Index: Twisted-15.2.1/twisted/web/http.py
===================================================================
--- Twisted-15.2.1.orig/twisted/web/http.py
+++ Twisted-15.2.1/twisted/web/http.py
@@ -64,6 +64,7 @@ import time
 import calendar
 import warnings
 import os
+import sys
 from io import BytesIO as StringIO
 
 try:
@@ -317,10 +318,50 @@ def toChunk(data):
 
 
 
+def _ishexdigits(b):
+    """
+    Is the string case-insensitively hexidecimal?
+
+    It must be composed of one or more characters in the ranges a-f, A-F
+    and 0-9.
+    """
+    if sys.version_info.major == 2:
+        if not isinstance(b, str):
+            b = str(b)
+        for c in b:
+            if c not in "0123456789abcdefABCDEF":
+                return False
+        return b != ""
+    else:
+        for c in b:
+            if c not in b"0123456789abcdefABCDEF":
+                return False
+        return b != b""
+
+
+def _hexint(b):
+    """
+    Decode a hexadecimal integer.
+
+    Unlike L{int(b, 16)}, this raises L{ValueError} when the integer has
+    a prefix like C{b'0x'}, C{b'+'}, or C{b'-'}, which is desirable when
+    parsing network protocols.
+    """
+    if sys.version_info.major == 2:
+        if not isinstance(b, str):
+            b = str(b)
+    if not _ishexdigits(b):
+        raise ValueError(b)
+    return int(b, 16)
+
+
 def fromChunk(data):
     """
     Convert chunk to string.
 
+    Note that this function is not specification compliant: it doesn't handle
+    chunk extensions.
+
     @type data: C{bytes}
 
     @return: tuple of (result, remaining) - both C{bytes}.
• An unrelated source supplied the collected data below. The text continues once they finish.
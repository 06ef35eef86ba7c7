//! Parent-process resolution over a process-table snapshot.

use crate::errors::WinscoutError;
use crate::os::{Desktop, ProcessId};

/// Find the parent process id of `process_id`.
///
/// Takes a fresh snapshot on every call and scans it linearly for the first
/// record with a matching pid -- O(number of running processes), deliberately
/// uncached because processes come and go.  Not suited to high-frequency
/// polling.
///
/// Returns `Ok(None)` when no running process has that pid, and
/// `Err(SnapshotUnavailable)` when the OS could not produce a snapshot --
/// callers can tell absence apart from an infrastructure failure.
pub fn find_parent_process_id(
    desktop: &dyn Desktop,
    process_id: ProcessId,
) -> Result<Option<ProcessId>, WinscoutError> {
    let records = desktop.processes()?;
    Ok(records
        .iter()
        .find(|r| r.process_id == process_id)
        .map(|r| r.parent_process_id))
}

// ---------------------------------------------------------------------------
// Tests
// ---------------------------------------------------------------------------
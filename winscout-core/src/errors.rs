//! Error types for `winscout_core`.
//!
//! Only failures to *start* an OS query are errors.  Expected empty results
//! ("no such process", "no window matched") are `Ok(None)` / empty vectors,
//! and per-candidate races (a window destroyed mid-enumeration, a hung
//! window timing out on a title read) are absorbed as non-matches -- callers
//! must be able to tell "absent" apart from "could not ask the OS".

use thiserror::Error;

/// Top-level error type for the `winscout_core` library.
#[derive(Debug, Error)]
pub enum WinscoutError {
    /// The OS refused to produce a process snapshot (resource exhaustion,
    /// permission).  Distinct from "process not found".
    #[error("SnapshotUnavailable: {0}")]
    SnapshotUnavailable(String),

    /// The top-level window enumeration could not start.  Per-window lookup
    /// failures during an enumeration are not reported through this variant.
    #[error("EnumerationFailed: {0}")]
    EnumerationFailed(String),
}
@@ -329,7 +370,7 @@ def fromChunk(data):
         byte string.
     """
     prefix, rest = data.split(b'\r\n', 1)
-    length = int(prefix, 16)
+    length = _hexint(prefix)
     if length < 0:
         raise ValueError("Chunk length must be >= 0, not %d" % (length,))
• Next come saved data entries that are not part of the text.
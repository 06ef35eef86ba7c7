//! Scripted [`Desktop`] implementation for deterministic tests.
//!
//! Single-threaded test double: call counters use `Cell`, failure modes are
//! plain bool toggles, and "stale" handles simulate windows destroyed
//! between enumeration and lookup.

use std::cell::Cell;
use std::collections::HashSet;
use std::time::Duration;

use crate::errors::WinscoutError;
use crate::os::{Desktop, ProcessId, ProcessRecord, WindowHandle};

pub(crate) struct FakeWindow {
    pub handle: WindowHandle,
    pub process_id: ProcessId,
    pub class_name: String,
    pub title: String,
    /// A hung window never answers a title read within the timeout.
    pub hung: bool,
}

#[derive(Default)]
pub(crate) struct FakeDesktop {
    pub processes: Vec<ProcessRecord>,
    pub windows: Vec<FakeWindow>,
    /// Simulate the OS refusing to produce a process snapshot.
    pub snapshot_fails: bool,
    /// Simulate the window enumeration failing to start.
    pub enumeration_fails: bool,
    /// Handles that vanished between enumeration and per-window lookup.
    pub stale_windows: HashSet<WindowHandle>,
    /// Number of title reads performed, for short-circuit assertions.
    pub title_reads: Cell<usize>,
    /// Number of windows handed to the enumeration callback.
    pub windows_visited: Cell<usize>,
}

impl FakeDesktop {
    pub fn with_process(
        mut self,
        process_id: ProcessId,
        parent_process_id: ProcessId,
        executable_name: &str,
    ) -> Self {
        self.processes.push(ProcessRecord {
            process_id,
            parent_process_id,
            executable_name: executable_name.to_owned(),
        });
        self
    }

    pub fn with_window(
        mut self,
        handle: isize,
        process_id: ProcessId,
        class_name: &str,
        title: &str,
    ) -> Self {
        self.windows.push(FakeWindow {
            handle: WindowHandle(handle),
            process_id,
            class_name: class_name.to_owned(),
            title: title.to_owned(),
            hung: false,
        });
        self
    }

    pub fn with_hung_window(
        mut self,
        handle: isize,
        process_id: ProcessId,
        class_name: &str,
        title: &str,
    ) -> Self {
        self.windows.push(FakeWindow {
            handle: WindowHandle(handle),
            process_id,
            class_name: class_name.to_owned(),
            title: title.to_owned(),
            hung: true,
        });
        self
    }

    fn lookup(&self, window: WindowHandle) -> Option<&FakeWindow> {
        if self.stale_windows.contains(&window) {
            return None;
        }
        self.windows.iter().find(|w| w.handle == window)
    }
}

impl Desktop for FakeDesktop {
    fn processes(&self) -> Result<Vec<ProcessRecord>, WinscoutError> {
        if self.snapshot_fails {
            return Err(WinscoutError::SnapshotUnavailable(
                "simulated snapshot failure".into(),
            ));
        }
        Ok(self.processes.clone())
    }

    fn enumerate_top_level(
        &self,
        visit: &mut dyn FnMut(WindowHandle) -> bool,
    ) -> Result<(), WinscoutError> {
        if self.enumeration_fails {
            return Err(WinscoutError::EnumerationFailed(
                "simulated enumeration failure".into(),
            ));
        }
        for window in &self.windows {
            self.windows_visited.set(self.windows_visited.get() + 1);
            if !visit(window.handle) {
                break;
            }
        }
        Ok(())
    }

    fn window_process_id(&self, window: WindowHandle) -> Option<ProcessId> {
        self.lookup(window).map(|w| w.process_id)
    }

    fn window_class_name(&self, window: WindowHandle) -> String {
        self.lookup(window)
            .map(|w| w.class_name.clone())
            .unwrap_or_default()
    }

    fn window_text(&self, window: WindowHandle, _timeout: Duration) -> String {
        self.title_reads.set(self.title_reads.get() + 1);
        match self.lookup(window) {
            Some(w) if !w.hung => w.title.clone(),
            _ => String::new(),
        }
    }
}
     if rest[length:length + 2] != b'\r\n':
@@ -1454,11 +1495,54 @@ class _IdentityTransferDecoder(object):
             raise _DataLoss()
 
 
+maxChunkSizeLineLength = 1024
+
+
+_chunkExtChars = (
+    b"\t !\"#$%&'()*+,-./0123456789:;<=>?@"
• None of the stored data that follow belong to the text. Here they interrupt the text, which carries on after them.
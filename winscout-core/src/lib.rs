//! `winscout_core` -- window discovery and process ancestry for Windows.
//!
//! This crate contains all business logic with no CLI dependency.  It is
//! consumed by the `winscout-cli` bins and by host engines that need to
//! locate an application's windows before embedding their own UI next to
//! them.
//!
//! All OS access goes through the [`os::Desktop`] trait, so every query can
//! be exercised against a simulated desktop in tests.  The real
//! implementation, `win32::Win32Desktop`, is only compiled on Windows.
//!
//! # Modules
//!
//! | Module | Purpose |
//! |--------|---------|
//! | [`errors`] | `WinscoutError` enum via `thiserror` |
//! | [`os`] | Core types and the `Desktop` OS-query trait |
//! | `win32` | `Win32Desktop`: Toolhelp32 + EnumWindows implementation |
//! | [`process`] | Parent-process resolution over a process snapshot |
//! | [`window`] | Criteria matching, enumeration, bounded title reads |

pub mod errors;
pub mod os;
pub mod process;
pub mod window;

#[cfg(windows)]
pub mod win32;

#[cfg(test)]
pub(crate) mod fake;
+    b"ABCDEFGHIJKLMNOPQRSTUVWXYZ[]^_`"
+    b"abcdefghijklmnopqrstuvwxyz{|}~"
+    b"\x80\x81\x82\x83\x84\x85\x86\x87\x88\x89\x8a\x8b\x8c\x8d\x8e\x8f"
+    b"\x90\x91\x92\x93\x94\x95\x96\x97\x98\x99\x9a\x9b\x9c\x9d\x9e\x9f"
+    b"\xa0\xa1\xa2\xa3\xa4\xa5\xa6\xa7\xa8\xa9\xaa\xab\xac\xad\xae\xaf"
+    b"\xb0\xb1\xb2\xb3\xb4\xb5\xb6\xb7\xb8\xb9\xba\xbb\xbc\xbd\xbe\xbf"
+    b"\xc0\xc1\xc2\xc3\xc4\xc5\xc6\xc7\xc8\xc9\xca\xcb\xcc\xcd\xce\xcf"
+    b"\xd0\xd1\xd2\xd3\xd4\xd5\xd6\xd7\xd8\xd9\xda\xdb\xdc\xdd\xde\xdf"
+    b"\xe0\xe1\xe2\xe3\xe4\xe5\xe6\xe7\xe8\xe9\xea\xeb\xec\xed\xee\xef"
+    b"\xf0\xf1\xf2\xf3\xf4\xf5\xf6\xf7\xf8\xf9\xfa\xfb\xfc\xfd\xfe\xff"
+)
+"""
+Characters that are valid in a chunk extension.
+
+See RFC 7230 section 4.1.1::
+
+     chunk-ext      = *( ";" chunk-ext-name [ "=" chunk-ext-val ] )
+
+     chunk-ext-name = token
+     chunk-ext-val  = token / quoted-string
+
+And section 3.2.6::
+
+     token          = 1*tchar
+
+     tchar          = "!" / "#" / "$" / "%" / "&" / "'" / "*"
+                    / "+" / "-" / "." / "^" / "_" / "`" / "|" / "~"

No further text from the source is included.